Museums in the Digital Age The WKID Pyramid

Wisdom, Knowledge, Information, Data


Wisdom, Knowledge, Information and Data. I use this diagram when teaching and writing about museums but actually it applies to any organisation. It is particularly directed towards the relationship between management and leadership and the main point of the argument is that the successful leader (amongst many things) is continuously monitoring the exchanges in his or her organisation between data, information, knowledge and wisdom. The managerial mindset tends to stay locked at the information and data level, to be instrumental and implementation in focus. The leader on the other hand is continuously translating information into knowledge, building a picture of patterns of change over period of time. The time signature wavy lines show how the time horizon expands as you move up through the pyramid and contracts as you move down.

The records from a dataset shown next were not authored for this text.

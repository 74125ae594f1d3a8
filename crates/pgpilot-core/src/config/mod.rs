//! Configuration types for pgpilot.
//!
//! Configuration is read from a single YAML file (`pgpilot.yaml` by default).
//! Every section and field has a default, so an empty file, or no file at
//! all, yields a working configuration pointed at a local Postgres.
//!
//! ```yaml
//! database:
//!   database_url_env: DATABASE_URL
//!   schema: public
//! schema_cache:
//!   ttl_seconds: 300
//! guardrails:
//!   max_rows: 1000
//!   read_only: true
//! ```

pub mod database;
pub mod mcp;

use serde::{Deserialize, Serialize};
use std::fs;
use std::path::Path;
use std::time::Duration;

pub use database::{DatabaseConfig, PoolConfig};
pub use mcp::McpConfig;

/// Complete pgpilot configuration.
#[derive(Debug, Clone, Default, Serialize, Deserialize)]
pub struct PilotConfig {
    /// Postgres connection settings.
    #[serde(default)]
    pub database: DatabaseConfig,

    /// Schema metadata cache settings.
    #[serde(default)]
    pub schema_cache: SchemaCacheConfig,

    /// Row caps and sampling limits.
    #[serde(default)]
    pub guardrails: GuardrailsConfig,

    /// MCP server settings.
    #[serde(default)]
    pub mcp: McpConfig,
}

/// Schema cache configuration.
#[derive(Debug, Clone, Serialize, Deserialize)]
pub struct SchemaCacheConfig {
    /// Maximum age of a cached schema snapshot before it is refetched.
    #[serde(default = "default_ttl_seconds")]
    pub ttl_seconds: u64,
}

impl Default for SchemaCacheConfig {
    fn default() -> Self {
        Self {
            ttl_seconds: default_ttl_seconds(),
        }
    }
}

impl SchemaCacheConfig {
    pub fn ttl(&self) -> Duration {
        Duration::from_secs(self.ttl_seconds)
    }
}

/// Guardrails applied by the tool handlers.
#[derive(Debug, Clone, Serialize, Deserialize)]
pub struct GuardrailsConfig {
    /// Row cap appended to read statements that carry no limit of their own.
    #[serde(default = "default_max_rows")]
    pub max_rows: u64,

    /// Rows returned by `sample_data` when the caller does not ask for a count.
    #[serde(default = "default_sample_rows")]
    pub sample_rows: u64,

    /// Upper bound on rows `sample_data` will return.
    #[serde(default = "default_max_sample_rows")]
    pub max_sample_rows: u64,

    /// Depth bound for JSON structure inference.
    #[serde(default = "default_structure_depth")]
    pub structure_depth: usize,

    /// Maximum distinct keys probed per JSON column.
    #[serde(default = "default_json_key_limit")]
    pub json_key_limit: u64,

    /// When set, the `execute` tool is not offered at all.
    #[serde(default)]
    pub read_only: bool,
}

impl Default for GuardrailsConfig {
    fn default() -> Self {
        Self {
            max_rows: default_max_rows(),
            sample_rows: default_sample_rows(),
            max_sample_rows: default_max_sample_rows(),
            structure_depth: default_structure_depth(),
            json_key_limit: default_json_key_limit(),
            read_only: false,
        }
    }
}

fn default_ttl_seconds() -> u64 {
    300
}

fn default_max_rows() -> u64 {
    1000
}

fn default_sample_rows() -> u64 {
    5
}

fn default_max_sample_rows() -> u64 {
    100
}

fn default_structure_depth() -> usize {
    5
}

fn default_json_key_limit() -> u64 {
    50
}

/// Error type for configuration loading.
#[derive(Debug, thiserror::Error)]
pub enum ConfigError {
    #[error("IO error: {0}")]
    Io(#[from] std::io::Error),

    #[error("YAML parse error: {0}")]
    Yaml(#[from] serde_yaml::Error),

    #[error("Configuration error: {0}")]
    Config(String),
}

impl PilotConfig {
    /// Load configuration from a YAML file.
    pub fn from_file(path: impl AsRef<Path>) -> Result<Self, ConfigError> {
        let content = fs::read_to_string(path.as_ref())?;
        Self::from_yaml(&content)
    }

    /// Parse configuration from YAML content.
    pub fn from_yaml(content: &str) -> Result<Self, ConfigError> {
        if content.trim().is_empty() {
            return Ok(Self::default());
        }
        let config: Self = serde_yaml::from_str(content)?;
        config.validate()?;
        Ok(config)
    }

    /// Reject values that would make the guardrails meaningless.
    pub fn validate(&self) -> Result<(), ConfigError> {
        if self.guardrails.max_rows == 0 {
            return Err(ConfigError::Config(
                "guardrails.max_rows must be greater than zero".to_string(),
            ));
        }
        if self.guardrails.max_sample_rows == 0 {
            return Err(ConfigError::Config(
                "guardrails.max_sample_rows must be greater than zero".to_string(),
            ));
        }
        if self.database.schema.is_empty() {
            return Err(ConfigError::Config("database.schema must not be empty".to_string()));
        }
        Ok(())
    }
}

#[cfg(test)]
mod tests {
    use super::*;
    use std::io::Write;

    #[test]
    fn test_empty_yaml_gives_defaults() {
        let config = PilotConfig::from_yaml("").unwrap();
        assert_eq!(config.schema_cache.ttl_seconds, 300);
        assert_eq!(config.guardrails.max_rows, 1000);
        assert_eq!(config.database.schema, "public");
        assert!(!config.guardrails.read_only);
    }

    #[test]
    fn test_partial_sections() {
        let yaml = r#"
schema_cache:
  ttl_seconds: 60
guardrails:
  max_rows: 200
  read_only: true
"#;
        let config = PilotConfig::from_yaml(yaml).unwrap();
        assert_eq!(config.schema_cache.ttl(), Duration::from_secs(60));
        assert_eq!(config.guardrails.max_rows, 200);
        assert_eq!(config.guardrails.sample_rows, 5);
        assert!(config.guardrails.read_only);
        assert_eq!(config.mcp.server_name, "pgpilot");
    }

    #[test]
    fn test_zero_row_cap_rejected() {
        let err = PilotConfig::from_yaml("guardrails:\n  max_rows: 0\n").unwrap_err();
        assert!(matches!(err, ConfigError::Config(_)));
    }

    #[test]
    fn test_from_file() {
        let mut file = tempfile::NamedTempFile::new().unwrap();
        writeln!(file, "database:\n  database_url: postgresql://u@h:5432/d").unwrap();

        let config = PilotConfig::from_file(file.path()).unwrap();
        assert_eq!(config.database.connection_string(), "postgresql://u@h:5432/d");
    }

    #[test]
    fn test_missing_file_is_io_error() {
        let err = PilotConfig::from_file("/definitely/not/here/pgpilot.yaml").unwrap_err();
        assert!(matches!(err, ConfigError::Io(_)));
    }
}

One of the classic problems of organisational design and development is the circular movement between information and knowledge and then knowledge back to information; the reciprocal relationship between the two, is not interrogated frequently enough by the management and leadership teams. It’s only when timely, accurate and appropriate information is gathered longitudinally that the organisation can grow its knowledge base. Equally, the organisation and its leader or leaders have to have spaces and methods to reflect on the relationship between knowledge and wisdom.

Broadly; data is time, place and activity specific, information is a 1st level gathering of data and is less time and place bound and knowledge gathers information from many time, place and situation intersections. Thus as we rise through the pyramid these specific ties lessen; data and information tend to be location specific, whereas knowledge and wisdom are more situation independent. In human societies wisdom is the level of intergenerational learning. In organisations there is no exact equivalent though we often speak about succession planning, which is a way of thinking about the importance of carrying the accumulated wisdom across generations of CEOs and Boards. Clearly, wisdom cannot be held to be rigid, a set of doctrinaire beliefs or nostrums that apply to any human situation at any time. Wisdom in this intergenerational sense has to include both persistent themes and variation.

The diagram, which I originally drew after reading Stewart Brand’s book ‘The Clock of the Long Now: Time and Responsibility’ is based on what I call his ‘time-wave’ graphic which is a simple but powerful way of expressing the fact that human societies evolve and change but at different paces. The base level in Stewart’s diagram is geological. For museums, outside of the organisational exigencies of running them, collections form the core of the knowledge process. A singular fault of the museum mind is that the exhibitions it creates often fail to embrace the intergenerational lessons which may be drawn from the objects themselves. The movment between knowledge and wisdom is limited.